No other factors were raised on the issue of whether the claimant was free from PWR's control or direction, and the commission does not note any other relevant factors. Given that four of the above five factors have been met, the commission finds that the claimant performed her services free from control or direction by PWR. Accordingly, since both parts of the statutory test must be satisfied for an individual to be considered an independent contractor rather than an employee, it is necessary to determine whether it has been established that six of the nine conditions in the second part of the test have been met.
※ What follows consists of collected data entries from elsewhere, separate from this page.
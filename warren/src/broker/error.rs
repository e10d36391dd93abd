//
// Copyright 2026 Hans W. Uhlig. All Rights Reserved.
//
// Licensed under the Apache License, Version 2.0 (the "License");
// you may not use this file except in compliance with the License.
// You may obtain a copy of the License at
//
//      http://www.apache.org/licenses/LICENSE-2.0
//
// Unless required by applicable law or agreed to in writing, software
// distributed under the License is distributed on an "AS IS" BASIS,
// WITHOUT WARRANTIES OR CONDITIONS OF ANY KIND, either express or implied.
// See the License for the specific language governing permissions and
// limitations under the License.
//

//! Broker layer error types.
//!
//! Broker errors are the lowest level of the error hierarchy. They describe
//! failures reported by the broker collaborator: resolving and connecting to
//! the endpoint, losing an established connection, and channel-level
//! operations such as declaring queues or publishing.
//!
//! # Diagnostic codes
//!
//! Connect failures carry a diagnostic [`ErrorCode`] that the connection
//! manager uses to produce a human readable message:
//!
//! - `ENOTFOUND`: the host name could not be resolved
//! - `ECONNREFUSED`: the host was reached but refused the connection
//! - `ECONNRESET`: the connection was reset right after the handshake,
//!   which is how brokers reject bad credentials
//!
//! A failure without any code is *indeterminate*. Some client libraries
//! report such a failure before the real outcome of the same attempt, so the
//! backoff scheduler ignores it instead of counting it as an attempt.

use std::fmt;
use std::io;
use thiserror::Error;

/// Diagnostic code attached to a broker failure.
#[derive(Debug, Clone, PartialEq, Eq, Hash)]
pub enum ErrorCode {
    /// The host name could not be resolved (`ENOTFOUND`).
    HostNotFound,
    /// The host refused the connection (`ECONNREFUSED`).
    ConnectionRefused,
    /// The connection was reset by the peer (`ECONNRESET`).
    ConnectionReset,
    /// Any other code reported by the collaborator.
    Other(String),
}

impl ErrorCode {
    /// Returns the conventional code string.
    pub fn as_str(&self) -> &str {
        match self {
            Self::HostNotFound => "ENOTFOUND",
            Self::ConnectionRefused => "ECONNREFUSED",
            Self::ConnectionReset => "ECONNRESET",
            Self::Other(code) => code,
        }
    }
}

impl fmt::Display for ErrorCode {
    fn fmt(&self, f: &mut fmt::Formatter<'_>) -> fmt::Result {
        f.write_str(self.as_str())
    }
}

/// Errors reported by the broker collaborator.
///
/// # Examples
///
/// ```rust
/// use warren::broker::{BrokerError, ErrorCode};
///
/// let error = BrokerError::ConnectionRefused {
///     address: "127.0.0.1".to_string(),
///     port: 5672,
/// };
/// assert_eq!(error.code(), Some(ErrorCode::ConnectionRefused));
/// assert!(error.is_recoverable());
/// ```
#[derive(Debug, Error)]
pub enum BrokerError {
    /// The endpoint host name could not be resolved.
    #[error("getaddrinfo ENOTFOUND {host}")]
    HostNotFound {
        /// The host that failed to resolve
        host: String,
    },

    /// The endpoint was reachable but refused the connection.
    #[error("connect ECONNREFUSED {address}:{port}")]
    ConnectionRefused {
        /// Address that refused the connection
        address: String,
        /// Port that refused the connection
        port: u16,
    },

    /// The connection was reset immediately after the handshake.
    #[error("socket hang up (ECONNRESET)")]
    ConnectionReset,

    /// A failure carrying a code this crate does not interpret.
    #[error("{code}: {reason}")]
    Coded {
        /// Code reported by the collaborator
        code: String,
        /// Description of the failure
        reason: String,
    },

    /// A failure without any diagnosable code.
    #[error("indeterminate broker failure: {reason}")]
    Indeterminate {
        /// Description of the failure
        reason: String,
    },

    /// The connection is closed or was lost.
    #[error("connection closed: {reason}")]
    ConnectionClosed {
        /// Why the connection closed
        reason: String,
    },

    /// The channel is closed.
    #[error("channel closed: {reason}")]
    ChannelClosed {
        /// Why the channel closed
        reason: String,
    },

    /// A queue or exchange referenced by an operation does not exist.
    #[error("no {kind} '{name}'")]
    NotFound {
        /// Kind of the missing entity (`queue` or `exchange`)
        kind: &'static str,
        /// Name of the missing entity
        name: String,
    },

    /// The broker rejected an operation.
    #[error("protocol error: {reason}")]
    Protocol {
        /// Description of the violation
        reason: String,
    },

    /// An unexpected I/O error occurred.
    #[error("I/O error: {source}")]
    Io {
        /// The underlying I/O error
        #[source]
        source: io::Error,
    },
}

impl BrokerError {
    /// Returns the diagnostic code of this error, if it has one.
    pub fn code(&self) -> Option<ErrorCode> {
        match self {
            Self::HostNotFound { .. } => Some(ErrorCode::HostNotFound),
            Self::ConnectionRefused { .. } => Some(ErrorCode::ConnectionRefused),
            Self::ConnectionReset => Some(ErrorCode::ConnectionReset),
            Self::Coded { code, .. } => Some(ErrorCode::Other(code.clone())),
            Self::Io { source } => match source.kind() {
                io::ErrorKind::ConnectionRefused => Some(ErrorCode::ConnectionRefused),
                io::ErrorKind::ConnectionReset => Some(ErrorCode::ConnectionReset),
                kind => Some(ErrorCode::Other(format!("{kind:?}"))),
            },
            Self::Indeterminate { .. }
            | Self::ConnectionClosed { .. }
            | Self::ChannelClosed { .. }
            | Self::NotFound { .. }
            | Self::Protocol { .. } => None,
        }
    }

    /// Returns `false` when the failure carries nothing to diagnose.
    pub fn is_determinate(&self) -> bool {
        !matches!(self, Self::Indeterminate { .. })
    }

    /// Returns `true` if retrying the operation later may succeed.
    ///
    /// Resolution, refusal and reset failures are recoverable because the
    /// broker may come back; rejected operations on missing entities are not.
    pub fn is_recoverable(&self) -> bool {
        match self {
            Self::HostNotFound { .. }
            | Self::ConnectionRefused { .. }
            | Self::ConnectionReset
            | Self::Coded { .. }
            | Self::Indeterminate { .. }
            | Self::ConnectionClosed { .. }
            | Self::ChannelClosed { .. } => true,

            Self::Io { source } => !matches!(
                source.kind(),
                io::ErrorKind::InvalidInput | io::ErrorKind::PermissionDenied
            ),

            Self::NotFound { .. } | Self::Protocol { .. } => false,
        }
    }

    /// Shorthand for a closed-connection error.
    pub fn connection_closed(reason: impl Into<String>) -> Self {
        Self::ConnectionClosed {
            reason: reason.into(),
        }
    }

    /// Shorthand for a closed-channel error.
    pub fn channel_closed(reason: impl Into<String>) -> Self {
        Self::ChannelClosed {
            reason: reason.into(),
        }
    }
}

impl Clone for BrokerError {
    fn clone(&self) -> Self {
        match self {
            Self::HostNotFound { host } => Self::HostNotFound { host: host.clone() },
            Self::ConnectionRefused { address, port } => Self::ConnectionRefused {
                address: address.clone(),
                port: *port,
            },
            Self::ConnectionReset => Self::ConnectionReset,
            Self::Coded { code, reason } => Self::Coded {
                code: code.clone(),
                reason: reason.clone(),
            },
            Self::Indeterminate { reason } => Self::Indeterminate {
                reason: reason.clone(),
            },
            Self::ConnectionClosed { reason } => Self::ConnectionClosed {
                reason: reason.clone(),
            },
            Self::ChannelClosed { reason } => Self::ChannelClosed {
                reason: reason.clone(),
            },
            Self::NotFound { kind, name } => Self::NotFound {
                kind: *kind,
                name: name.clone(),
            },
            Self::Protocol { reason } => Self::Protocol {
                reason: reason.clone(),
            },
            // io::Error is not Clone; keep its kind and message.
            Self::Io { source } => Self::Io {
                source: io::Error::new(source.kind(), source.to_string()),
            },
        }
    }
}

impl From<io::Error> for BrokerError {
    fn from(error: io::Error) -> Self {
        BrokerError::Io { source: error }
    }
}

#[cfg(test)]
mod tests {
    use super::*;

    #[test]
    fn test_codes() {
        let error = BrokerError::HostNotFound {
            host: "rabbit.invalid".to_string(),
        };
        assert_eq!(error.code(), Some(ErrorCode::HostNotFound));
        assert_eq!(error.code().unwrap().as_str(), "ENOTFOUND");

        assert_eq!(
            BrokerError::ConnectionReset.code(),
            Some(ErrorCode::ConnectionReset)
        );

        let coded = BrokerError::Coded {
            code: "EHOSTUNREACH".to_string(),
            reason: "no route".to_string(),
        };
        assert_eq!(coded.code().unwrap().to_string(), "EHOSTUNREACH");
    }

    #[test]
    fn test_io_error_codes() {
        let refused: BrokerError = io::Error::new(io::ErrorKind::ConnectionRefused, "no").into();
        assert_eq!(refused.code(), Some(ErrorCode::ConnectionRefused));

        let reset: BrokerError = io::Error::new(io::ErrorKind::ConnectionReset, "reset").into();
        assert_eq!(reset.code(), Some(ErrorCode::ConnectionReset));
    }

    #[test]
    fn test_indeterminate_has_no_code() {
        let error = BrokerError::Indeterminate {
            reason: "callback without code".to_string(),
        };
        assert!(error.code().is_none());
        assert!(!error.is_determinate());
        assert!(BrokerError::ConnectionReset.is_determinate());
    }

    #[test]
    fn test_clone_keeps_io_kind() {
        let error: BrokerError = io::Error::new(io::ErrorKind::ConnectionReset, "reset").into();
        let copy = error.clone();
        assert_eq!(copy.code(), Some(ErrorCode::ConnectionReset));
        assert_eq!(copy.to_string(), error.to_string());
    }

    #[test]
    fn test_display_includes_offending_fields() {
        let error = BrokerError::ConnectionRefused {
            address: "127.0.0.1".to_string(),
            port: 5672,
        };
        assert_eq!(error.to_string(), "connect ECONNREFUSED 127.0.0.1:5672");

        let missing = BrokerError::NotFound {
            kind: "exchange",
            name: "events".to_string(),
        };
        assert_eq!(missing.to_string(), "no exchange 'events'");
        assert!(!missing.is_recoverable());
    }
}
Wis. Stat. § 108.02(12)(bm)2. - Economic independence and entrepreneurial risk

Several of these conditions, in whole or in part, are the same as conditions contained in the previous law. The committee recommending the changes in the law chose not to change these particular provisions due to their continuing relevance and usefulness. Accordingly, the commission decisions and case law relating to these conditions under the previous law would retain their applicability. In addition, three of the conditions (conditions a., f., and i.) are the same or substantively similar to the current conditions in the "employee" test applicable to nonprofit and governmental organizations, and commission decisions and case law relating to those two conditions would be equally applicable in this context.

a. The individual advertises or otherwise affirmatively holds himself or herself out as being in business.

This condition can be met if it is established that the individual is advertising her services, such as through business cards, posting notices in the newspaper or elsewhere regarding her services, or having an actual place of business. It can also be met if the individual is affirmatively holding herself out as being in business or performing particular services, by taking some kind of action to make the public, in particular those entities who would be interested in her services, aware of her availability to perform those services. See, e.g., Ziburski v. Castforce, Inc., UI Dec. Hearing No. 13202144EC (LIRC Nov. 22, 2013), and cases cited therein.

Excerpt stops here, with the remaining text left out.